Requirement - Beginning with the first line of the data below, set down each line exactly through the line that contains "into patient records.\n\n\".
(Listed entries)
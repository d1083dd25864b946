//! CLI argument definitions for the triage normalizer.

use std::path::PathBuf;

use clap::{Parser, Subcommand, ValueEnum};
use clap_verbosity_flag::{Verbosity, WarnLevel};
use colorchoice_clap::Color;

#[derive(Parser)]
#[command(
    name = "triage",
    version,
    about = "Normalize clinical vertigo workbooks into patient records",
    long_about = "Normalize clinical vertigo workbooks into patient records.\n\n\
                  Reads .csv, .xlsx and .xls workbooks in row-wise or transposed layout,\n\
                  builds per-patient notes, and separates ground-truth outcomes."
)]
pub struct Cli {
    #[command(subcommand)]
    pub command: Command,

    /// Adjust log verbosity (-v for info, -vv for debug, -q for errors only).
    #[command(flatten)]
    pub verbosity: Verbosity<WarnLevel>,

    /// Control ANSI color output (auto, always, never).
    #[command(flatten)]
    pub color: Color,

    /// Explicit log level (overrides -v/-q flags).
    #[arg(long = "log-level", value_enum, global = true)]
    pub log_level: Option<LogLevelArg>,

    /// Log output format (pretty for human, json for machine parsing).
    #[arg(
        long = "log-format",
        value_enum,
        default_value = "pretty",
        global = true
    )]
    pub log_format: LogFormatArg,

    /// Write logs to a file instead of stderr.
    #[arg(long = "log-file", value_name = "PATH", global = true)]
    pub log_file: Option<PathBuf>,

    /// Allow patient values in trace-level logs.
    #[arg(long = "log-data", global = true)]
    pub log_data: bool,
}

#[derive(Subcommand)]
pub enum Command {
    /// Normalize a workbook and write `{patients, groundTruth}` JSON.
    Normalize(NormalizeArgs),

    /// Show the detected layout and a per-patient summary.
    Inspect(InspectArgs),

    /// Print the agent workflow input for a workbook.
    Payload(PayloadArgs),
}

#[derive(Parser)]
pub struct WorkbookArgs {
    /// Path to a .csv, .xlsx or .xls workbook.
    #[arg(value_name = "WORKBOOK")]
    pub workbook: PathBuf,

    /// Table layout (auto detects from the first column).
    #[arg(long = "orientation", value_enum, default_value = "auto")]
    pub orientation: OrientationArg,
}

#[derive(Parser)]
pub struct NormalizeArgs {
    #[command(flatten)]
    pub workbook: WorkbookArgs,

    /// Output file (default: stdout).
    #[arg(long = "output", short = 'o', value_name = "PATH")]
    pub output: Option<PathBuf>,

    /// Write single-line JSON.
    #[arg(long = "compact")]
    pub compact: bool,
}

#[derive(Parser)]
pub struct InspectArgs {
    #[command(flatten)]
    pub workbook: WorkbookArgs,
}

#[derive(Parser)]
pub struct PayloadArgs {
    #[command(flatten)]
    pub workbook: WorkbookArgs,

    /// Patients per agent run (capped at 5).
    #[arg(long = "limit", value_name = "N")]
    pub limit: Option<usize>,

    /// Extra instructions passed to the agent.
    #[arg(long = "instructions", value_name = "TEXT")]
    pub instructions: Option<String>,

    /// Workflow id (default: CHATKIT_WORKFLOW_ID and related variables).
    #[arg(long = "workflow-id", value_name = "ID")]
    pub workflow_id: Option<String>,
}

#[derive(Clone, Copy, ValueEnum)]
pub enum OrientationArg {
    Auto,
    RowWise,
    Transposed,
}

/// CLI log level choices.
#[derive(Clone, Copy, ValueEnum)]
pub enum LogLevelArg {
    Error,
    Warn,
    Info,
    Debug,
    Trace,
}

/// CLI log format choices.
#[derive(Clone, Copy, ValueEnum)]
pub enum LogFormatArg {
    Pretty,
    Compact,
    Json,
}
(End Listed entries)
Task answer -
repository d1083dd25864b946
//! CLI argument definitions for the triage normalizer.

use std::path::PathBuf;

use clap::{Parser, Subcommand, ValueEnum};
use clap_verbosity_flag::{Verbosity, WarnLevel};
use colorchoice_clap::Color;

#[derive(Parser)]
#[command(
    name = "triage",
    version,
    about = "Normalize clinical vertigo workbooks into patient records",
    long_about = "Normalize clinical vertigo workbooks into patient records.\n\n\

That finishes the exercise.